Did you see three flashes paired with three beeps? You’re not alone. This is due to a phenomenon called postdiction, which is a little like the opposite of prediction. According to a paper outlining these findings in the journal PLOS ONE, postdiction occurs when the brain processes information retroactively [PDF]. This occurs in such a way that our perception of earlier events is altered by stimuli that come later. In this case, you might think you missed the flash paired with the second of the three beeps, so your mind goes back and tries to make sense of the missing information. That's why you may see an “illusory flash” in the middle of the screen, sandwiched between the two real flashes.
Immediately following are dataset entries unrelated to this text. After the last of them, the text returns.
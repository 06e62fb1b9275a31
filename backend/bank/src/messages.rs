use chrono::Utc;
use rusqlite::{Connection, TransactionBehavior, params};

use crate::{
    database::Database,
    error::BankError,
    models::{MESSAGE_COLUMNS, Message, MessageView, NewMessage},
    posts::{MAX_RESULTS, post_exists},
    users::{fetch_user, user_exists},
};

fn view(conn: &Connection, message: Message) -> Result<MessageView, BankError> {
    Ok(MessageView {
        sender: fetch_user(conn, message.sender_id)?,
        receiver: fetch_user(conn, message.receiver_id)?,
        message,
    })
}

impl Database {
    pub async fn send_message(
        &self,
        sender_id: i64,
        new_message: NewMessage,
    ) -> Result<MessageView, BankError> {
        self.call(move |conn| {
            let tx = conn.transaction_with_behavior(TransactionBehavior::Immediate)?;

            if !user_exists(&tx, new_message.receiver_id)? {
                return Err(BankError::NotFound("Receiver"));
            }
            if let Some(post_id) = new_message.food_post_id {
                if !post_exists(&tx, post_id)? {
                    return Err(BankError::NotFound("Food post"));
                }
            }

            tx.execute(
                "INSERT INTO messages (sender_id, receiver_id, food_post_id, subject, message, created_at)
                 VALUES (?1, ?2, ?3, ?4, ?5, ?6)",
                params![
                    sender_id,
                    new_message.receiver_id,
                    new_message.food_post_id,
                    new_message.subject,
                    new_message.message,
                    Utc::now(),
                ],
            )?;

            let message = tx.query_row(
                &format!("SELECT {MESSAGE_COLUMNS} FROM messages WHERE id = ?1"),
                [tx.last_insert_rowid()],
                Message::from_row,
            )?;

            let message = view(&tx, message)?;
            tx.commit()?;

            Ok(message)
        })
        .await
    }

    /// Sent and received, newest first.
    pub async fn messages_for(&self, user_id: i64) -> Result<Vec<MessageView>, BankError> {
        self.call(move |conn| {
            let messages = {
                let mut stmt = conn.prepare(&format!(
                    "SELECT {MESSAGE_COLUMNS} FROM messages
                     WHERE sender_id = ?1 OR receiver_id = ?1
                     ORDER BY id DESC LIMIT ?2"
                ))?;
                let rows = stmt
                    .query_map(params![user_id, MAX_RESULTS as i64], Message::from_row)?
                    .collect::<Result<Vec<_>, _>>()?;
                rows
            };

            messages
                .into_iter()
                .map(|message| view(conn, message))
                .collect()
        })
        .await
    }
}

#[cfg(test)]
mod tests {
    use super::*;
    use crate::{database::tests::temp_database, posts::tests::new_post, users::tests::new_user};

    fn note(receiver_id: i64, text: &str) -> NewMessage {
        NewMessage {
            receiver_id,
            food_post_id: None,
            subject: None,
            message: text.to_string(),
        }
    }

    #[tokio::test]
    async fn inbox_holds_both_directions() {
        let (_dir, database) = temp_database().await;
        let alice = database.create_user(new_user("alice")).await.unwrap();
        let bob = database.create_user(new_user("bob")).await.unwrap();
        let carol = database.create_user(new_user("carol")).await.unwrap();

        database.send_message(alice.id, note(bob.id, "hi bob")).await.unwrap();
        database.send_message(bob.id, note(alice.id, "hi alice")).await.unwrap();
        database.send_message(bob.id, note(carol.id, "hi carol")).await.unwrap();

        let inbox = database.messages_for(alice.id).await.unwrap();
        let texts: Vec<&str> = inbox.iter().map(|m| m.message.message.as_str()).collect();

        assert_eq!(texts, ["hi alice", "hi bob"]);
        assert_eq!(inbox[0].sender.username, "bob");
        assert!(!inbox[0].message.is_read);
    }

    #[tokio::test]
    async fn rejects_unknown_receiver_and_post() {
        let (_dir, database) = temp_database().await;
        let alice = database.create_user(new_user("alice")).await.unwrap();

        assert!(matches!(
            database.send_message(alice.id, note(404, "anyone?")).await,
            Err(BankError::NotFound("Receiver"))
        ));

        let bob = database.create_user(new_user("bob")).await.unwrap();
        let mut about_post = note(bob.id, "still there?");
        about_post.food_post_id = Some(404);
        assert!(matches!(
            database.send_message(alice.id, about_post).await,
            Err(BankError::NotFound("Food post"))
        ));
    }

    #[tokio::test]
    async fn post_deleted_while_sending_is_not_found() {
        let (_dir, database) = temp_database().await;
        let alice = database.create_user(new_user("alice")).await.unwrap();
        let bob = database.create_user(new_user("bob")).await.unwrap();
        let post = database.create_post(alice.id, new_post("Figs")).await.unwrap();

        let mut other = Connection::open(database.path()).unwrap();
        other.execute_batch("PRAGMA foreign_keys = ON;").unwrap();
        let deleting = other
            .transaction_with_behavior(TransactionBehavior::Immediate)
            .unwrap();
        deleting
            .execute("DELETE FROM food_posts WHERE id = ?1", [post.post.id])
            .unwrap();

        let mut about_post = note(alice.id, "are the figs ripe?");
        about_post.food_post_id = Some(post.post.id);
        let sending = tokio::spawn({
            let database = database.clone();
            async move { database.send_message(bob.id, about_post).await }
        });

        tokio::time::sleep(std::time::Duration::from_millis(100)).await;
        deleting.commit().unwrap();

        assert!(matches!(
            sending.await.unwrap(),
            Err(BankError::NotFound("Food post"))
        ));
        assert!(database.messages_for(bob.id).await.unwrap().is_empty());
    }

    #[tokio::test]
    async fn deleting_post_keeps_messages() {
        let (_dir, database) = temp_database().await;
        let alice = database.create_user(new_user("alice")).await.unwrap();
        let bob = database.create_user(new_user("bob")).await.unwrap();
        let post = database.create_post(alice.id, new_post("Kale")).await.unwrap();

        let mut about_post = note(alice.id, "can I have the kale?");
        about_post.food_post_id = Some(post.post.id);
        database.send_message(bob.id, about_post).await.unwrap();

        database.delete_post(post.post.id, alice.id).await.unwrap();

        let inbox = database.messages_for(alice.id).await.unwrap();
        assert_eq!(inbox.len(), 1);
        assert_eq!(inbox[0].message.food_post_id, None);
    }
}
For this reason, the researchers call the mind trick a “time-traveling illusion across multiple senses” (in this case, vision and hearing). It’s successful because the beeps and flashes occur so rapidly—in less than one-fifth of a second. The senses essentially get confused, and the brain tries to fill in the gaps retroactively.
"Illusions are a really interesting window into the brain," the paper’s first author, Noelle Stiles, said in a statement. "By investigating illusions, we can study the brain's decision-making process.” Researchers wanted to find out how the brain “determines reality” when a couple of your senses (in this case, sight and hearing) are bombarded with noisy and conflicting information. When the brain isn’t sure of what’s going on, it essentially makes up information.
“The brain uses assumptions about the environment to solve this problem,” Stiles said. “When these assumptions happen to be wrong, illusions can occur as the brain tries to make the best sense of a confusing situation. We can use these illusions to unveil the underlying inferences that the brain makes."